### [What the task requires]
Please find the lines in the following records that hold "specific", and copy them.

(Data extract begins)

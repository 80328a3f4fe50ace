//! Credential cache backed by a JSON file in the user's home directory.
//!
//! Each credential field resolves independently:
//! explicit configuration > environment variable > cache file > unset.

use std::collections::HashMap;
use std::fs::OpenOptions;
use std::io::Write;
use std::path::{Path, PathBuf};

use serde::{Deserialize, Serialize};
use tracing::debug;

use super::BridgeCredentials;
use crate::config::{non_empty, BRIDGE_API_KEY_KEY, BRIDGE_IP_KEY, CACHE_FILE_NAME};
use crate::error::AuthError;

/// Source of environment overrides.
#[derive(Debug, Clone, Default)]
pub enum Environment {
    /// Read from the process environment.
    #[default]
    Process,
    /// A fixed set of variables, for tests and embedding.
    Fixed(HashMap<String, String>),
}

impl Environment {
    /// Look up `key`, trying the upper-cased name first.
    pub fn get(&self, key: &str) -> Option<String> {
        let upper = key.to_ascii_uppercase();
        self.lookup(&upper)
            .or_else(|| self.lookup(key))
            .filter(|value| !value.is_empty())
    }

    fn lookup(&self, name: &str) -> Option<String> {
        match self {
            Self::Process => std::env::var(name).ok(),
            Self::Fixed(vars) => vars.get(name).cloned(),
        }
    }
}

/// On-disk shape of the cache file.
#[derive(Debug, Clone, Default, PartialEq, Eq, Serialize, Deserialize)]
pub struct CachedCredentialRecord {
    /// Cached bridge address.
    #[serde(rename = "hue_bridge_ip", default, skip_serializing_if = "Option::is_none")]
    pub bridge_ip: Option<String>,
    /// Cached API key.
    #[serde(
        rename = "hue_bridge_api_key",
        default,
        skip_serializing_if = "Option::is_none"
    )]
    pub api_key: Option<String>,
}

/// Credentials merged from every source; either field may still be missing.
#[derive(Debug, Clone, Default, PartialEq, Eq)]
pub struct PartialCredentials {
    /// Resolved bridge address.
    pub bridge_address: Option<String>,
    /// Resolved API key.
    pub api_key: Option<String>,
}

/// Reads and writes the credential cache and applies overrides.
#[derive(Debug, Clone)]
pub struct CredentialStore {
    cache_path: Option<PathBuf>,
    env: Environment,
}

impl Default for CredentialStore {
    fn default() -> Self {
        Self::new()
    }
}

impl CredentialStore {
    /// Store using `~/.openhue-credentials.json` and the process environment.
    pub fn new() -> Self {
        Self {
            cache_path: dirs::home_dir().map(|home| home.join(CACHE_FILE_NAME)),
            env: Environment::Process,
        }
    }

    /// Use a specific cache file.
    pub fn with_cache_path(mut self, path: impl Into<PathBuf>) -> Self {
        self.cache_path = Some(path.into());
        self
    }

    /// Use a specific environment source.
    pub fn with_environment(mut self, env: Environment) -> Self {
        self.env = env;
        self
    }

    /// Location of the cache file, if a home directory was found.
    pub fn cache_path(&self) -> Option<&Path> {
        self.cache_path.as_deref()
    }

    /// Merge explicit values, environment overrides and (optionally) the cache.
    ///
    /// Never fails: an absent or unreadable cache contributes nothing.
    pub fn load(
        &self,
        cache_enabled: bool,
        explicit_address: Option<&str>,
        explicit_api_key: Option<&str>,
    ) -> PartialCredentials {
        let cached = if cache_enabled {
            self.read_cache().unwrap_or_else(|err| {
                debug!(error = %err, "Ignoring credential cache");
                CachedCredentialRecord::default()
            })
        } else {
            CachedCredentialRecord::default()
        };

        PartialCredentials {
            bridge_address: self.resolve(explicit_address, BRIDGE_IP_KEY, cached.bridge_ip),
            api_key: self.resolve(explicit_api_key, BRIDGE_API_KEY_KEY, cached.api_key),
        }
    }

    fn resolve(&self, explicit: Option<&str>, key: &str, cached: Option<String>) -> Option<String> {
        non_empty(explicit)
            .map(str::to_string)
            .or_else(|| self.env.get(key))
            .or_else(|| cached.filter(|v| !v.is_empty()))
    }

    /// Read the cache file.
    pub fn read_cache(&self) -> Result<CachedCredentialRecord, AuthError> {
        let path = self.cache_path.as_deref().ok_or_else(|| AuthError::CacheRead {
            path: PathBuf::from(CACHE_FILE_NAME),
            reason: "home directory unavailable".to_string(),
        })?;

        let contents = std::fs::read_to_string(path).map_err(|e| AuthError::CacheRead {
            path: path.to_path_buf(),
            reason: e.to_string(),
        })?;

        serde_json::from_str(&contents).map_err(|e| AuthError::CacheRead {
            path: path.to_path_buf(),
            reason: e.to_string(),
        })
    }

    /// Persist credentials when caching is enabled; a no-op otherwise.
    pub fn save(&self, cache_enabled: bool, creds: &BridgeCredentials) -> Result<(), AuthError> {
        if !cache_enabled {
            return Ok(());
        }

        let path = self.cache_path.as_deref().ok_or_else(|| AuthError::CacheWrite {
            path: PathBuf::from(CACHE_FILE_NAME),
            reason: "home directory unavailable".to_string(),
        })?;
        let write_err = |reason: String| AuthError::CacheWrite {
            path: path.to_path_buf(),
            reason,
        };

        let record = CachedCredentialRecord {
            bridge_ip: Some(creds.bridge_address.clone()),
            api_key: Some(creds.api_key.clone()),
        };
        let mut contents =
            serde_json::to_string_pretty(&record).map_err(|e| write_err(e.to_string()))?;
        contents.push('\n');

        let mut options = OpenOptions::new();
        options.write(true).create(true).truncate(true);
        #[cfg(unix)]
        {
            use std::os::unix::fs::OpenOptionsExt;
            options.mode(0o600);
        }

        let mut file = options.open(path).map_err(|e| write_err(e.to_string()))?;
        file.write_all(contents.as_bytes())
            .map_err(|e| write_err(e.to_string()))?;

        debug!(path = %path.display(), "Wrote credential cache");
        Ok(())
    }
}

#[cfg(test)]
mod tests {
    use super::*;
    use tempfile::TempDir;

    fn env(pairs: &[(&str, &str)]) -> Environment {
        Environment::Fixed(
            pairs
                .iter()
                .map(|(k, v)| (k.to_string(), v.to_string()))
                .collect(),
        )
    }

    fn write_cache(dir: &TempDir, contents: &str) -> PathBuf {
        let path = dir.path().join(CACHE_FILE_NAME);
        std::fs::write(&path, contents).unwrap();
        path
    }

    #[test]
    fn test_precedence_explicit_env_cache() {
        let dir = TempDir::new().unwrap();
        let path = write_cache(
            &dir,
            r#"{"hue_bridge_ip": "Z", "hue_bridge_api_key": "key-z"}"#,
        );
        let store = CredentialStore::new()
            .with_cache_path(&path)
            .with_environment(env(&[("HUE_BRIDGE_IP", "Y")]));

        let creds = store.load(true, Some("X"), None);
        assert_eq!(creds.bridge_address.as_deref(), Some("X"));

        let creds = store.load(true, None, None);
        assert_eq!(creds.bridge_address.as_deref(), Some("Y"));

        let store = store.with_environment(env(&[]));
        let creds = store.load(true, None, None);
        assert_eq!(creds.bridge_address.as_deref(), Some("Z"));
        assert_eq!(creds.api_key.as_deref(), Some("key-z"));
    }

    #[test]
    fn test_cache_ignored_when_disabled() {
        let dir = TempDir::new().unwrap();
        let path = write_cache(
            &dir,
            r#"{"hue_bridge_ip": "10.0.0.2", "hue_bridge_api_key": "k"}"#,
        );
        let store = CredentialStore::new()
            .with_cache_path(&path)
            .with_environment(env(&[]));

        assert_eq!(store.load(false, None, None), PartialCredentials::default());
    }

    #[test]
    fn test_missing_or_malformed_cache_is_empty() {
        let dir = TempDir::new().unwrap();
        let store = CredentialStore::new()
            .with_cache_path(dir.path().join("absent.json"))
            .with_environment(env(&[]));
        assert_eq!(store.load(true, None, None), PartialCredentials::default());
        assert!(matches!(store.read_cache(), Err(AuthError::CacheRead { .. })));

        let path = write_cache(&dir, "{ not json");
        let store = store.with_cache_path(path);
        assert_eq!(store.load(true, None, None), PartialCredentials::default());
    }

    #[test]
    fn test_lowercase_env_and_empty_values() {
        let store = CredentialStore::new().with_environment(env(&[
            ("hue_bridge_api_key", "lower"),
            ("HUE_BRIDGE_IP", ""),
        ]));

        let creds = store.load(false, Some(""), None);
        assert_eq!(creds.bridge_address, None);
        assert_eq!(creds.api_key.as_deref(), Some("lower"));
    }

    #[test]
    fn test_env_prefers_uppercase_name() {
        let env = env(&[("HUE_BRIDGE_IP", "upper"), ("hue_bridge_ip", "lower")]);
        assert_eq!(env.get("hue_bridge_ip").as_deref(), Some("upper"));
        assert_eq!(env.get("hue_bridge_api_key"), None);
    }

    #[test]
    fn test_save_round_trips_through_load() {
        let dir = TempDir::new().unwrap();
        let path = dir.path().join(CACHE_FILE_NAME);
        let store = CredentialStore::new()
            .with_cache_path(&path)
            .with_environment(env(&[]));

        let creds = BridgeCredentials::new("192.168.1.7", "abc123");
        store.save(true, &creds).unwrap();

        let raw: serde_json::Value =
            serde_json::from_str(&std::fs::read_to_string(&path).unwrap()).unwrap();
        assert_eq!(raw["hue_bridge_ip"], "192.168.1.7");
        assert_eq!(raw["hue_bridge_api_key"], "abc123");

        let loaded = store.load(true, None, None);
        assert_eq!(loaded.bridge_address.as_deref(), Some("192.168.1.7"));
        assert_eq!(loaded.api_key.as_deref(), Some("abc123"));
    }

    #[cfg(unix)]
    #[test]
    fn test_save_restricts_permissions() {
        use std::os::unix::fs::PermissionsExt;

        let dir = TempDir::new().unwrap();
        let path = dir.path().join(CACHE_FILE_NAME);
        let store = CredentialStore::new().with_cache_path(&path);
        store
            .save(true, &BridgeCredentials::new("10.0.0.1", "k"))
            .unwrap();

        let mode = std::fs::metadata(&path).unwrap().permissions().mode();
        assert_eq!(mode & 0o777, 0o600);
    }

    #[test]
    fn test_save_disabled_writes_nothing() {
        let dir = TempDir::new().unwrap();
        let path = dir.path().join(CACHE_FILE_NAME);
        let store = CredentialStore::new().with_cache_path(&path);

        store
            .save(false, &BridgeCredentials::new("10.0.0.1", "k"))
            .unwrap();
        assert!(!path.exists());
    }

    #[test]
    fn test_save_into_missing_directory_fails() {
        let dir = TempDir::new().unwrap();
        let store =
            CredentialStore::new().with_cache_path(dir.path().join("missing").join("creds.json"));

        let err = store
            .save(true, &BridgeCredentials::new("10.0.0.1", "k"))
            .unwrap_err();
        assert!(matches!(err, AuthError::CacheWrite { .. }));
        assert!(!err.is_fatal());
    }
}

(Data extract ends)

### [Expected output]
    /// Use a specific cache file.
    /// Use a specific environment source.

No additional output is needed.